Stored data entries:

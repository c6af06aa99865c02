use serde::Serialize;
use thiserror::Error;

/// Stable reason codes surfaced to tool callers.
#[derive(Debug, Clone, Copy, PartialEq, Eq, Serialize)]
pub enum ErrorCode {
    NotFound,
    InvalidState,
    ConsentRequired,
    Expired,
    SignatureInvalid,
    SchemaInvalid,
    Internal,
}

impl ErrorCode {
    pub fn as_str(&self) -> &'static str {
        match self {
            ErrorCode::NotFound => "NotFound",
            ErrorCode::InvalidState => "InvalidState",
            ErrorCode::ConsentRequired => "ConsentRequired",
            ErrorCode::Expired => "Expired",
            ErrorCode::SignatureInvalid => "SignatureInvalid",
            ErrorCode::SchemaInvalid => "SchemaInvalid",
            ErrorCode::Internal => "Internal",
        }
    }
}

impl std::fmt::Display for ErrorCode {
    fn fmt(&self, f: &mut std::fmt::Formatter<'_>) -> std::fmt::Result {
        f.write_str(self.as_str())
    }
}

#[derive(Error, Debug)]
pub enum StorageError {
    #[error("Concurrent modification of {entity} {id}")]
    Conflict { entity: &'static str, id: String },

    #[error("Duplicate {entity} {id}")]
    Duplicate { entity: &'static str, id: String },

    #[error("Storage backend error: {0}")]
    Backend(#[from] anyhow::Error),
}

impl From<mongodb::error::Error> for StorageError {
    fn from(err: mongodb::error::Error) -> Self {
        StorageError::Backend(anyhow::Error::new(err))
    }
}

#[derive(Error, Debug)]
pub enum NegotiationError {
    #[error("Session not found: {0}")]
    SessionNotFound(String),

    #[error("Supplier not found: {0}")]
    SupplierNotFound(String),

    #[error("Mandate not found: {0}")]
    MandateNotFound(String),

    #[error("{0}")]
    InvalidState(String),

    #[error("Supplier {0} has no received offer in this session")]
    NoValidOffer(String),

    #[error("User consent is required to create a payment mandate")]
    ConsentRequired,

    #[error("Mandate {0} has expired")]
    Expired(String),

    #[error("Mandate signature is invalid: {0}")]
    SignatureInvalid(String),

    #[error("Invalid arguments: {0}")]
    SchemaInvalid(String),

    #[error("Storage error: {0}")]
    Storage(#[from] StorageError),

    #[error("Signing error: {0}")]
    Signing(#[from] jsonwebtoken::errors::Error),

    #[error("Internal error: {0}")]
    Internal(#[from] anyhow::Error),
}

impl NegotiationError {
    pub fn invalid_state(message: impl Into<String>) -> Self {
        NegotiationError::InvalidState(message.into())
    }

    pub fn code(&self) -> ErrorCode {
        match self {
            NegotiationError::SessionNotFound(_)
            | NegotiationError::SupplierNotFound(_)
            | NegotiationError::MandateNotFound(_) => ErrorCode::NotFound,
            NegotiationError::InvalidState(_) | NegotiationError::NoValidOffer(_) => {
                ErrorCode::InvalidState
            }
            NegotiationError::ConsentRequired => ErrorCode::ConsentRequired,
            NegotiationError::Expired(_) => ErrorCode::Expired,
            NegotiationError::SignatureInvalid(_) => ErrorCode::SignatureInvalid,
            NegotiationError::SchemaInvalid(_) => ErrorCode::SchemaInvalid,
            NegotiationError::Storage(_)
            | NegotiationError::Signing(_)
            | NegotiationError::Internal(_) => ErrorCode::Internal,
        }
    }
}

pub type Result<T> = std::result::Result<T, NegotiationError>;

● **TASK PROMPT**
Report every line of the data above that contains the string "static" by copying it in full.

● **OUTPUT OF THE TASK**
    pub fn as_str(&self) -> &'static str {
    Conflict { entity: &'static str, id: String },
    Duplicate { entity: &'static str, id: String },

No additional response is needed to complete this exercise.